## TASK TO COMPLETE
Nothing but a number is wanted here: the count of lines in the data holding the word "LinearRegressor".

Items from a dataset
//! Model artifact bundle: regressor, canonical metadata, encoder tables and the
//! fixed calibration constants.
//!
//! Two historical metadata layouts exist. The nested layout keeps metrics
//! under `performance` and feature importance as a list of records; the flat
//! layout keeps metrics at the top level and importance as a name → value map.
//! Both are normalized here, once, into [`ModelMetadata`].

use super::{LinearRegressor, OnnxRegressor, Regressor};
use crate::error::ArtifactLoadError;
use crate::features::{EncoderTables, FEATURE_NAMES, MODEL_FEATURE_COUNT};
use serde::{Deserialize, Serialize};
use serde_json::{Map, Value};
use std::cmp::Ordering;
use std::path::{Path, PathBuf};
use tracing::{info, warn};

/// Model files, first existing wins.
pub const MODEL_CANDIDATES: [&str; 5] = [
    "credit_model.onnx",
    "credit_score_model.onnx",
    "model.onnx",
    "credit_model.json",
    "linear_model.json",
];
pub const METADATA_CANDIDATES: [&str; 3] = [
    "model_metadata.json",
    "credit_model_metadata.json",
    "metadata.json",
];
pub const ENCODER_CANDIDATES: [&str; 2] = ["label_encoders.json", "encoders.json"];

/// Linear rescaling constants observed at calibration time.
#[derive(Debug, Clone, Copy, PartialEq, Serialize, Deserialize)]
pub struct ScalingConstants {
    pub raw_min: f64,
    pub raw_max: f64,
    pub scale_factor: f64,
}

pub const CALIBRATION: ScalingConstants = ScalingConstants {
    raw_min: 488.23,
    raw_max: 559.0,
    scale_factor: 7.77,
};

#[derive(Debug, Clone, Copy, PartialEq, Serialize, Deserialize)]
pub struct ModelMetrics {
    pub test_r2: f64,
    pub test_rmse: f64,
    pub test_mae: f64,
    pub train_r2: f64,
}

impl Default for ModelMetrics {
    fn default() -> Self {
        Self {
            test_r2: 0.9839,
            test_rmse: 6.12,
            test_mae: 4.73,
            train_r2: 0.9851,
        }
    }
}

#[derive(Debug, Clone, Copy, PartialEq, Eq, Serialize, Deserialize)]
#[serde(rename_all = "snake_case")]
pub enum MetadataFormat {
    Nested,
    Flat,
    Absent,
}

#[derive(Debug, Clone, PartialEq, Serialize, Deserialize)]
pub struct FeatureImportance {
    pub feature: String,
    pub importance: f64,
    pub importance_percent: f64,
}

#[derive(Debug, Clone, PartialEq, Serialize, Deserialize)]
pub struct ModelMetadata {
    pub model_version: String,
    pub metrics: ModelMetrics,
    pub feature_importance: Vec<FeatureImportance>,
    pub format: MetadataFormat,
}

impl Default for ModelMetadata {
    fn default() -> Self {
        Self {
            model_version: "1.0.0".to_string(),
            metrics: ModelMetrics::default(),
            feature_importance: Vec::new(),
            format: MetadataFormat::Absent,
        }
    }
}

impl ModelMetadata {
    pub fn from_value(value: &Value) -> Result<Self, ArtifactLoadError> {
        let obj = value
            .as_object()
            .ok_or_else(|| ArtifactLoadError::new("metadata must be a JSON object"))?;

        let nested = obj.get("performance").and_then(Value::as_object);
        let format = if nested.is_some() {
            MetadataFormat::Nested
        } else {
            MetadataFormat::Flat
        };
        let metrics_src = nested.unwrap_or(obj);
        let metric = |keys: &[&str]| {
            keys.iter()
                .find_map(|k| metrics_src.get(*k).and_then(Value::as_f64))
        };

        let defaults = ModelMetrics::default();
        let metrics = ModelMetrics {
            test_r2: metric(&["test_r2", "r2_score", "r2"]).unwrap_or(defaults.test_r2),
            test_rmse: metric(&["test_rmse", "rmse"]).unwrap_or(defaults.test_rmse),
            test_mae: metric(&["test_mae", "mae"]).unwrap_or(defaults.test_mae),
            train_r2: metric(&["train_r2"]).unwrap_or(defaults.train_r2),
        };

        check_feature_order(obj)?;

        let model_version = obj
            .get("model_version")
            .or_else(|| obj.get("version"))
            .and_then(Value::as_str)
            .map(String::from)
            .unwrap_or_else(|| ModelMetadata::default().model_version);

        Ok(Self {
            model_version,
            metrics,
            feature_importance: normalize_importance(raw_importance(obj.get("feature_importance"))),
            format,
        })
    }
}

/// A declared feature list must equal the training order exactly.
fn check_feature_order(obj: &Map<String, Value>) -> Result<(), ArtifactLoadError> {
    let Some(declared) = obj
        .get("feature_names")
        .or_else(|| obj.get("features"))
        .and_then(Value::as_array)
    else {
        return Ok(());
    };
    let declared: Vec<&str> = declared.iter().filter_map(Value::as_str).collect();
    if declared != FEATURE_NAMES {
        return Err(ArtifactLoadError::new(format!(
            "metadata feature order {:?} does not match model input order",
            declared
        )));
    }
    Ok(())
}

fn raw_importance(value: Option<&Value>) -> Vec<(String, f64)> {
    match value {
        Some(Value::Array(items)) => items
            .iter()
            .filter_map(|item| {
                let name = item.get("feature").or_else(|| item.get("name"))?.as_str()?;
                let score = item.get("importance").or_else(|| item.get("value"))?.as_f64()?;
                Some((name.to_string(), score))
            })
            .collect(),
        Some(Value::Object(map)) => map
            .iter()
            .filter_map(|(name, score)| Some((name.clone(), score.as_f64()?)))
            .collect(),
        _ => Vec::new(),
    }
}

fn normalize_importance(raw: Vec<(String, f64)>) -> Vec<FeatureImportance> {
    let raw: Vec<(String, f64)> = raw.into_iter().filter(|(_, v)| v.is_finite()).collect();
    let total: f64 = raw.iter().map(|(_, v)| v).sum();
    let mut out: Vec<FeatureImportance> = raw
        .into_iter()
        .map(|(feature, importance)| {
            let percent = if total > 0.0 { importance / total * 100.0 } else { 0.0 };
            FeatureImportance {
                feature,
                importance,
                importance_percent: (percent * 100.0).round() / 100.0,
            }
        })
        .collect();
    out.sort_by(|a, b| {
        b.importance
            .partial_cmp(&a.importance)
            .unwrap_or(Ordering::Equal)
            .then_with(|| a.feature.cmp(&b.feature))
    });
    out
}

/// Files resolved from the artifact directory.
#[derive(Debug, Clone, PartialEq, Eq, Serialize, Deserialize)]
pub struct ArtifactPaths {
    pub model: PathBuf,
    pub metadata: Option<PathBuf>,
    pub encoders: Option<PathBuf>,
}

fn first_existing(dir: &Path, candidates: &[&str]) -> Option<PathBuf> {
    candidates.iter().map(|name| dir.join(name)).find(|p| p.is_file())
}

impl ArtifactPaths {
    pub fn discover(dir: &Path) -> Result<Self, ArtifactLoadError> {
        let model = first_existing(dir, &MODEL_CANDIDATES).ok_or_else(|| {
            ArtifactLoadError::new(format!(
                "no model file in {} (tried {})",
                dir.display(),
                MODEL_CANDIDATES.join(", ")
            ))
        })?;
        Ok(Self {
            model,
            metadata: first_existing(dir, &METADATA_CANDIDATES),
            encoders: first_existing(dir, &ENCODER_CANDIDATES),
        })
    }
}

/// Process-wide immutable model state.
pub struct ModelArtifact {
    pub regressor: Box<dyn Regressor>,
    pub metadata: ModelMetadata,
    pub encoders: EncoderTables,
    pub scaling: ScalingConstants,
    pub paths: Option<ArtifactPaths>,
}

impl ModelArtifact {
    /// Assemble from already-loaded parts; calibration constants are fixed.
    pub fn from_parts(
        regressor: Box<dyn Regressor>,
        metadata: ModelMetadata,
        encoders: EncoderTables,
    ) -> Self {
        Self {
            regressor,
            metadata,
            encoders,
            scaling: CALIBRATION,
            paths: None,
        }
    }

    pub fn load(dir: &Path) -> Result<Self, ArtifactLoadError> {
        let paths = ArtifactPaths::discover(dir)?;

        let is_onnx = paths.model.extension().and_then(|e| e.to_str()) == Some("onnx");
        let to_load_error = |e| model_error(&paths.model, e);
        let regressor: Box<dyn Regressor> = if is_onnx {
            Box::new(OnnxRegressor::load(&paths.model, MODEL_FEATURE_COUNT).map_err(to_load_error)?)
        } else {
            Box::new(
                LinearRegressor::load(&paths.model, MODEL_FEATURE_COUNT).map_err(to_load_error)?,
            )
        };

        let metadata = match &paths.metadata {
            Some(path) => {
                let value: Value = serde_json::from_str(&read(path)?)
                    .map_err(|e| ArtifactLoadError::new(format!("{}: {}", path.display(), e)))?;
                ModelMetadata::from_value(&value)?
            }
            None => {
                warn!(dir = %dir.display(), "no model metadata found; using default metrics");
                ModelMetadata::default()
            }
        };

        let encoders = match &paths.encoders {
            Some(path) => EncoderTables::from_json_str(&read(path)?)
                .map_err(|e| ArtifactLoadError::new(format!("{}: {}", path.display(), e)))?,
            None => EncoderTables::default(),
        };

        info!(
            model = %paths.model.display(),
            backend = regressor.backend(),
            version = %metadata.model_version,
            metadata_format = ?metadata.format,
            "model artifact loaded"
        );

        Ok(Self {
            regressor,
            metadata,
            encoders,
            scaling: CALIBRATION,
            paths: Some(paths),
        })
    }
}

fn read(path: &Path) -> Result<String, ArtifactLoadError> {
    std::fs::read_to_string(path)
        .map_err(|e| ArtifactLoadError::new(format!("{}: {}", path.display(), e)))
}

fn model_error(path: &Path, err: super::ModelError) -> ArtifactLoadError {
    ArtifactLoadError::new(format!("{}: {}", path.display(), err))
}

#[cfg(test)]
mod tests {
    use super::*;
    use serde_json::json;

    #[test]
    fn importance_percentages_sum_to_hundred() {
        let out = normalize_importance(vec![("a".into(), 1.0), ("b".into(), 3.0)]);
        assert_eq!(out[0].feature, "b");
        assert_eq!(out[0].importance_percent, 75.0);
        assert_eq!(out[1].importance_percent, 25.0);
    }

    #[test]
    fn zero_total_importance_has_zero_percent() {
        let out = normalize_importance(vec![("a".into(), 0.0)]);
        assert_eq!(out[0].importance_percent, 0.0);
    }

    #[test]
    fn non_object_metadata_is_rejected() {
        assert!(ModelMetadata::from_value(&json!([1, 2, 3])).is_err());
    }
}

## ANSWER SPACE
2